The problem: Only the lines from the top of the data through the line containing "use orchestrator::runner::CommandRunner;" should be duplicated, exactly as they appear.

Provided data:
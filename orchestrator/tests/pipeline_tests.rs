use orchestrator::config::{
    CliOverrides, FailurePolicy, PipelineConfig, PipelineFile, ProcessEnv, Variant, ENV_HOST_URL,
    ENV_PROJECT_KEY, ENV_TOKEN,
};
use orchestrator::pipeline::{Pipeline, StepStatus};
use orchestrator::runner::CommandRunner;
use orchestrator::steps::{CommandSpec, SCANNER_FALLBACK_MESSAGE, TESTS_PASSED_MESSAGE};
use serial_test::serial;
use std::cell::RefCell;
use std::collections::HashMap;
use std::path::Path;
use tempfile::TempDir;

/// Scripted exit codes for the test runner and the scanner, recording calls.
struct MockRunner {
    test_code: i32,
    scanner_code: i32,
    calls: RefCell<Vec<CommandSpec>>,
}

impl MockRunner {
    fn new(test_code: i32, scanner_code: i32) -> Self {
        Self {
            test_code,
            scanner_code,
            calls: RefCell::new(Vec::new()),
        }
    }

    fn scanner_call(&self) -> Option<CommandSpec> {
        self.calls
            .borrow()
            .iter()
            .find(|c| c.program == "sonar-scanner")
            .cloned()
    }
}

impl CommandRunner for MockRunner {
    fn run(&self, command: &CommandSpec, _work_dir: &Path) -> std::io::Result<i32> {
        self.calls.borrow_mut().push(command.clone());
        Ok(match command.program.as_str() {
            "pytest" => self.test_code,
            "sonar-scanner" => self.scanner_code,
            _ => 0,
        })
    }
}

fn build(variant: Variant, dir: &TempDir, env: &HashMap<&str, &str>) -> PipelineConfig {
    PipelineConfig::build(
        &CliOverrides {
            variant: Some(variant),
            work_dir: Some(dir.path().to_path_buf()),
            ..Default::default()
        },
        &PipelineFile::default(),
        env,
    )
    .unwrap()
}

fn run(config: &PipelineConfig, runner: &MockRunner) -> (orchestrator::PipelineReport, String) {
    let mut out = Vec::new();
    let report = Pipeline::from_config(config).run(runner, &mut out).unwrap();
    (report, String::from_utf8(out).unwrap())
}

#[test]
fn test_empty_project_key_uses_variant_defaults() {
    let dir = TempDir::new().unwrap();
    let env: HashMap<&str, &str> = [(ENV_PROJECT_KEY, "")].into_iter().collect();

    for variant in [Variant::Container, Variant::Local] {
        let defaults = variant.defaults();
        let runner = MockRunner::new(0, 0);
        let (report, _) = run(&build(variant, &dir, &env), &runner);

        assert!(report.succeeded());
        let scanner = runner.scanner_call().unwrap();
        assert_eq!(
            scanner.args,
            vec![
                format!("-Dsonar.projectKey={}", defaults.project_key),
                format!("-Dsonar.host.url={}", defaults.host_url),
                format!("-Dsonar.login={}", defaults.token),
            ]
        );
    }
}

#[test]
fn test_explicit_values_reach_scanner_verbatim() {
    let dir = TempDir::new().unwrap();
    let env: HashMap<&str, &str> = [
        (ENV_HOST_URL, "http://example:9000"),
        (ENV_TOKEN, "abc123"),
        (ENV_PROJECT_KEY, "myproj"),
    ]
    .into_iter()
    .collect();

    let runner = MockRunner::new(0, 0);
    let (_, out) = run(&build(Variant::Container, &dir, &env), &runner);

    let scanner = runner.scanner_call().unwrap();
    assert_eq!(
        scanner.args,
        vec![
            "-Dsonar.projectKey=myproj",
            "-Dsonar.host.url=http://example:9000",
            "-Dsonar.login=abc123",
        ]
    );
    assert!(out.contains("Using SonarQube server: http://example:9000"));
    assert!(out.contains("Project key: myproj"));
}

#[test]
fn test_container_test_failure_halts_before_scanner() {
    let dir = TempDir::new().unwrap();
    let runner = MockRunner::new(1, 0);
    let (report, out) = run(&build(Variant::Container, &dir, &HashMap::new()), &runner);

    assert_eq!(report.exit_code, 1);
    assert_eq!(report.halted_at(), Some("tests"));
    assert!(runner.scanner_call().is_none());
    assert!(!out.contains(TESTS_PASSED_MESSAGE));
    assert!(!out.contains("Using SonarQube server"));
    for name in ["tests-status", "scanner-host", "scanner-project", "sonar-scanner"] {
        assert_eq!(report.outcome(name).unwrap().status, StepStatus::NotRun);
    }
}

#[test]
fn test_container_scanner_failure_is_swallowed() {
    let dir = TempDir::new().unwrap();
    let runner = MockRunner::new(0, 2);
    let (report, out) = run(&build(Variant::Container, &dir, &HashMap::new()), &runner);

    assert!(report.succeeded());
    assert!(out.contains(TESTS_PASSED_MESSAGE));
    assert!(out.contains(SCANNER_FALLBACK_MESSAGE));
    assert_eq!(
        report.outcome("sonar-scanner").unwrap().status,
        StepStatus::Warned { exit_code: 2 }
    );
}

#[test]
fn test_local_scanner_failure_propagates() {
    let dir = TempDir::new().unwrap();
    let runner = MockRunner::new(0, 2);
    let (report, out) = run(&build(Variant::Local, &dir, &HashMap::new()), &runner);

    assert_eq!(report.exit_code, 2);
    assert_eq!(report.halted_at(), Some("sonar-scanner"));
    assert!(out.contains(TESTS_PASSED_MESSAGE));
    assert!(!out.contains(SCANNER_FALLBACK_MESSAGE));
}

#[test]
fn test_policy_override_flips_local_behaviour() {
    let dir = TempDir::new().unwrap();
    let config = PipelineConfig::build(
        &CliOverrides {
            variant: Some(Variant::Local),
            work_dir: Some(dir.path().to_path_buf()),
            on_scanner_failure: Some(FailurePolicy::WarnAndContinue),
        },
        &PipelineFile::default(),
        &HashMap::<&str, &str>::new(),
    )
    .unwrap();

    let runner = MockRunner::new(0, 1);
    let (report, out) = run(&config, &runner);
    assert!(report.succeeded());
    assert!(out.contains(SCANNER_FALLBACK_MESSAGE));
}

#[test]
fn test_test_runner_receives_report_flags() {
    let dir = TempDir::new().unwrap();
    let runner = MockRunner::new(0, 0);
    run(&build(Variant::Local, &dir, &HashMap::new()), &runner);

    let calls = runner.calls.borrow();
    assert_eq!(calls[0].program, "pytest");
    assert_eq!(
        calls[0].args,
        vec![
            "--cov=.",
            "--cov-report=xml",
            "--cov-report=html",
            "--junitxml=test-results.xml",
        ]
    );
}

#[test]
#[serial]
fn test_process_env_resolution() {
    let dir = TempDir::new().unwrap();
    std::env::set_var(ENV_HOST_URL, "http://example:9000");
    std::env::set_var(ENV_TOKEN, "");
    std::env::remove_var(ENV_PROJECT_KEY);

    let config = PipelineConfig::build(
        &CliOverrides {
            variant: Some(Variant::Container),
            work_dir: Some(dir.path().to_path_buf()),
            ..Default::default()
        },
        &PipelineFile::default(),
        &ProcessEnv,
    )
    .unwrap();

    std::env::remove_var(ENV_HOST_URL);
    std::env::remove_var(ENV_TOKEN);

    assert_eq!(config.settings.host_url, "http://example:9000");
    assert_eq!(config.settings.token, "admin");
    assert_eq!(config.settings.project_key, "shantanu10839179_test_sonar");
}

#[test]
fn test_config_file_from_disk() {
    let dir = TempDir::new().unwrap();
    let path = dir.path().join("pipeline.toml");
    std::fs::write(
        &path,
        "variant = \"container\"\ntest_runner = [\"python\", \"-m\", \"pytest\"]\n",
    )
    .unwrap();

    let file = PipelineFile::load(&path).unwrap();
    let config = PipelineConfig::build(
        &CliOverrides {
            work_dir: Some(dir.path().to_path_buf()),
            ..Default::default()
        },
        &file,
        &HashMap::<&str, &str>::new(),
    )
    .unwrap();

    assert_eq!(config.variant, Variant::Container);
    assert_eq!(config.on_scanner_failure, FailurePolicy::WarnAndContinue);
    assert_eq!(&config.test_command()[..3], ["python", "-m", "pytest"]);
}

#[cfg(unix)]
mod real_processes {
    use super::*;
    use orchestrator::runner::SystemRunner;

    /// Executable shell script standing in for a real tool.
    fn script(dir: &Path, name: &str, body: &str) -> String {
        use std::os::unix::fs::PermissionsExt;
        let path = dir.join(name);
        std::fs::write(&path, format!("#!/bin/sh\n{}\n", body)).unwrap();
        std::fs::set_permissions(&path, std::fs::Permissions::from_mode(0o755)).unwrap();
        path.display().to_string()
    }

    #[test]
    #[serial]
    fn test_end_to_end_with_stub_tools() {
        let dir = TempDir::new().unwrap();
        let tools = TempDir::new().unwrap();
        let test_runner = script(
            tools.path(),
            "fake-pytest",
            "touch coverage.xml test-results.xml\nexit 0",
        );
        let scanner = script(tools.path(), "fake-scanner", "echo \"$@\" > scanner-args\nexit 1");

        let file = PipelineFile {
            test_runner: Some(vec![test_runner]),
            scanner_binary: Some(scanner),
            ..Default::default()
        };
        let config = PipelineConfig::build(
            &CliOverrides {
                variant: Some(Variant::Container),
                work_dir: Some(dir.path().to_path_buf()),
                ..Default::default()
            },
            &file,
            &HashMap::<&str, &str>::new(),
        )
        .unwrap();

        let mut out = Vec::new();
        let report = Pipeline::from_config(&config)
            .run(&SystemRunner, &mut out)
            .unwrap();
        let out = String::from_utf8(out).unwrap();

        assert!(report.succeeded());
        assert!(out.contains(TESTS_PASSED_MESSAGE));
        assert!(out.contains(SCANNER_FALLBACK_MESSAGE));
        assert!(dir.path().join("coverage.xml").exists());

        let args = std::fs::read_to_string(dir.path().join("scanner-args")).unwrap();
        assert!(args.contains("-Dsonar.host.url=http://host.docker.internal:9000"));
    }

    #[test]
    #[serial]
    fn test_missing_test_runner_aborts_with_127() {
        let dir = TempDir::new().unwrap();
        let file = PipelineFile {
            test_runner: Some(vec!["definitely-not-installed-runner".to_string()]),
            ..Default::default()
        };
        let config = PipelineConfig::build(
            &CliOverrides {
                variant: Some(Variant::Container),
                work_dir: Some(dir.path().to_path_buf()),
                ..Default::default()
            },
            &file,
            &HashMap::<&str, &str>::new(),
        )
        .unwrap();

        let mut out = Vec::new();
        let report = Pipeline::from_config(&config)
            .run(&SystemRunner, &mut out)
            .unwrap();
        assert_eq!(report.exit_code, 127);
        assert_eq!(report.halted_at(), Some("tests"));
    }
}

Result:
filename orchestrator/tests/pipeline_tests.rs
use orchestrator::config::{
    CliOverrides, FailurePolicy, PipelineConfig, PipelineFile, ProcessEnv, Variant, ENV_HOST_URL,
    ENV_PROJECT_KEY, ENV_TOKEN,
};
use orchestrator::pipeline::{Pipeline, StepStatus};
use orchestrator::runner::CommandRunner;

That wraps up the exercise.